Speaking at a recent conference, NYSE Group CTO Steve Rubinow said it was too early to discuss the details of how the NYSE Group's trading systems would be merged with Euronext's electronic trading platforms. However, he did say that whether it's Euronext or another entity, companies will be folded into the NYSE portfolio and that part of the NYSE's grand design is to be able to plug in technologies if there is a merger. "If a Euronext or Company XYZ comes along, we have to anticipate things like that happening and figure out how we will accommodate them and plug it into the central architecture," he said.
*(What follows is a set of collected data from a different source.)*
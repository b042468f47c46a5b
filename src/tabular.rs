// src/tabular.rs
use csv::{ReaderBuilder, StringRecord, WriterBuilder};

use crate::error::{Error, Result};
use crate::record::{Field, Record};

/// Delimiters tried by auto-detection, in tie-break order.
pub const CANDIDATE_DELIMS: [u8; 4] = [b',', b';', b'\t', b'|'];

/* ---------------- Raw rows ---------------- */

/// One data row as `header → value`, in source column order.
/// Columns past the end of a short row are simply absent.
#[derive(Clone, Debug, Default, PartialEq, Eq)]
pub struct RawRow {
    cells: Vec<(String, String)>,
}

impl RawRow {
    pub fn new() -> Self { Self::default() }

    pub fn with(mut self, header: &str, value: &str) -> Self {
        self.cells.push((header.to_string(), value.to_string()));
        self
    }

    /// Exact header lookup (first match wins).
    pub fn get(&self, header: &str) -> Option<&str> {
        self.cells.iter().find(|(h, _)| h == header).map(|(_, v)| v.as_str())
    }

    pub fn iter(&self) -> impl Iterator<Item = (&str, &str)> {
        self.cells.iter().map(|(h, v)| (h.as_str(), v.as_str()))
    }

    pub fn len(&self) -> usize { self.cells.len() }
    pub fn is_empty(&self) -> bool { self.cells.is_empty() }
}

impl<H: Into<String>, V: Into<String>> FromIterator<(H, V)> for RawRow {
    fn from_iter<I: IntoIterator<Item = (H, V)>>(iter: I) -> Self {
        Self { cells: iter.into_iter().map(|(h, v)| (h.into(), v.into())).collect() }
    }
}

/* ---------------- Parsing ---------------- */

/// Pick the delimiter that occurs most often in the header line.
/// Ties (including "none found") go to the earlier candidate, so `,` wins.
pub fn detect_delimiter(header_line: &str) -> u8 {
    let mut best = CANDIDATE_DELIMS[0];
    let mut best_n = 0usize;
    for &d in &CANDIDATE_DELIMS {
        let n = header_line.bytes().filter(|&b| b == d).count();
        if n > best_n { best = d; best_n = n; }
    }
    best
}

/// Parse header-first tabular text into raw rows.
///
/// - a leading BOM is ignored
/// - blank lines (and rows whose cells are all blank) are skipped
/// - `delimiter: None` means auto-detect from the header line
///
/// Text without a header row is `Error::EmptyInput`; broken quoting is `Error::Csv`.
/// Nothing is returned on failure.
pub fn read_rows(text: &str, delimiter: Option<u8>) -> Result<Vec<RawRow>> {
    let text = text.strip_prefix('\u{feff}').unwrap_or(text);

    // Whitespace-only lines above the header would otherwise become the header.
    let mut offset = 0;
    for line in text.split_inclusive('\n') {
        if !line.trim().is_empty() { break; }
        offset += line.len();
    }
    let body = &text[offset..];
    let header_line = body.lines().next().ok_or(Error::EmptyInput)?;
    let sep = delimiter.unwrap_or_else(|| detect_delimiter(header_line));

    let mut rdr = ReaderBuilder::new()
        .delimiter(sep)
        .has_headers(true)
        .flexible(true)
        .from_reader(body.as_bytes());

    let headers: StringRecord = rdr.headers()?.clone();
    if headers.iter().all(|h| h.trim().is_empty()) {
        return Err(Error::EmptyInput);
    }

    let mut rows = Vec::new();
    for rec in rdr.records() {
        let rec = rec?;
        if rec.iter().all(|c| c.trim().is_empty()) { continue; }
        rows.push(headers.iter().zip(rec.iter()).collect::<RawRow>());
    }

    logd!("csv: {} data rows, delimiter {:?}", rows.len(), sep as char);
    Ok(rows)
}

/* ---------------- Writing ---------------- */

/// Export column order; matches what `normalize` reads back.
pub const EXPORT_COLUMNS: [Field; 9] = [
    Field::Name,
    Field::Affiliation,
    Field::Credibility,
    Field::TotalStatements,
    Field::Unverifiable,
    Field::False,
    Field::Truncated,
    Field::PartiallyTrue,
    Field::True,
];

fn export_cell(r: &Record, f: Field) -> String {
    match f {
        Field::Name => r.name.clone(),
        Field::Affiliation => r.affiliation.clone(),
        // shortest text that parses back to the same f64
        Field::Credibility => format!("{}%", r.credibility_percent),
        Field::TotalStatements => r.total_statements.to_string(),
        Field::True => r.true_count.to_string(),
        Field::PartiallyTrue => r.partially_true_count.to_string(),
        Field::Truncated => r.truncated_count.to_string(),
        Field::False => r.false_count.to_string(),
        Field::Unverifiable => r.unverifiable_count.to_string(),
    }
}

/// Render records (header line included) as CSV/TSV text.
pub fn write_records(records: &[Record], sep: u8) -> Result<String> {
    let mut w = WriterBuilder::new().delimiter(sep).from_writer(Vec::new());

    w.write_record(EXPORT_COLUMNS.iter().map(|f| f.header()))?;
    for r in records {
        w.write_record(EXPORT_COLUMNS.iter().map(|&f| export_cell(r, f)))?;
    }

    let buf = w.into_inner().map_err(|e| Error::Io(e.into_error()))?;
    match String::from_utf8(buf) {
        Ok(s) => Ok(s),
        Err(e) => Ok(String::from_utf8_lossy(&e.into_bytes()).into_owned()),
    }
}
Meanwhile, Bill Cline, managing director of Accenture's capital markets practice in North America and Asia-Pacific, says that with the pace at which things are moving at NYSE Group, he doubts "any of the longer-term decisions have been made with NYSE, Arca or Hybrid. Nor do I think the technology issues have been decided regarding Euronext." He adds, "The deal seemed to have come together very quickly - I would be surprised if anybody had a chance to look at the IT in any formal granular way." The Deal
On June 1, NYSE Group - operator of the New York Stock Exchange and NYSE Arca, the all-electronic equity and options marketplace - and Euronext agreed to combine their organizations in a $10.2 billion merger of equals, forming a publicly traded holding company to be known as NYSE Euronext. In addition to the NYSE - the world's largest stock exchange - and NYSE Arca, the new holding company will own the Amsterdam, Brussels, Lisbon and Paris stock exchanges, as well as Euronext.liffe, the electronic derivatives exchange located in London. If completed, the deal could pave the way for trading a variety of international stocks, bonds, options and derivatives through a single holding company that spans seven countries and six markets, with average daily trading volume of $100 billion.
NYSE's CTO Discusses Arca Integration
s the NYSE Group-Euronext deal was announced, in an interview with Advanced Trading's Ivy Schmerken in early June, NYSE Group chief technology officer Steve Rubinow was focused on the NYSE-Arca integration. He said that the Hybrid platform and Arca would run "side by side," but that any time there were two systems that didn't impact the customer, the NYSE would look to push them together.
Later, speaking at the SIA Technology Management Conference in New York on June 20, Rubinow said he was heading up a project to combine the IT organizations of the NYSE, Archipelago and SIAC to rid them of duplicate systems. Referring to the
underlying technologies that support the NYSE and NYSE Arca - such as databases, FIX engines, customer gateways and operating systems - Rubinow told the audience he would like to put the Hybrid and NYSE Arca on a single platform.
"I'm a big fan of simplicity," said Rubinow. "It just makes sense all the way around. We've always said we're a multiple-product, single-platform company, and we're going to do our best to make it happen."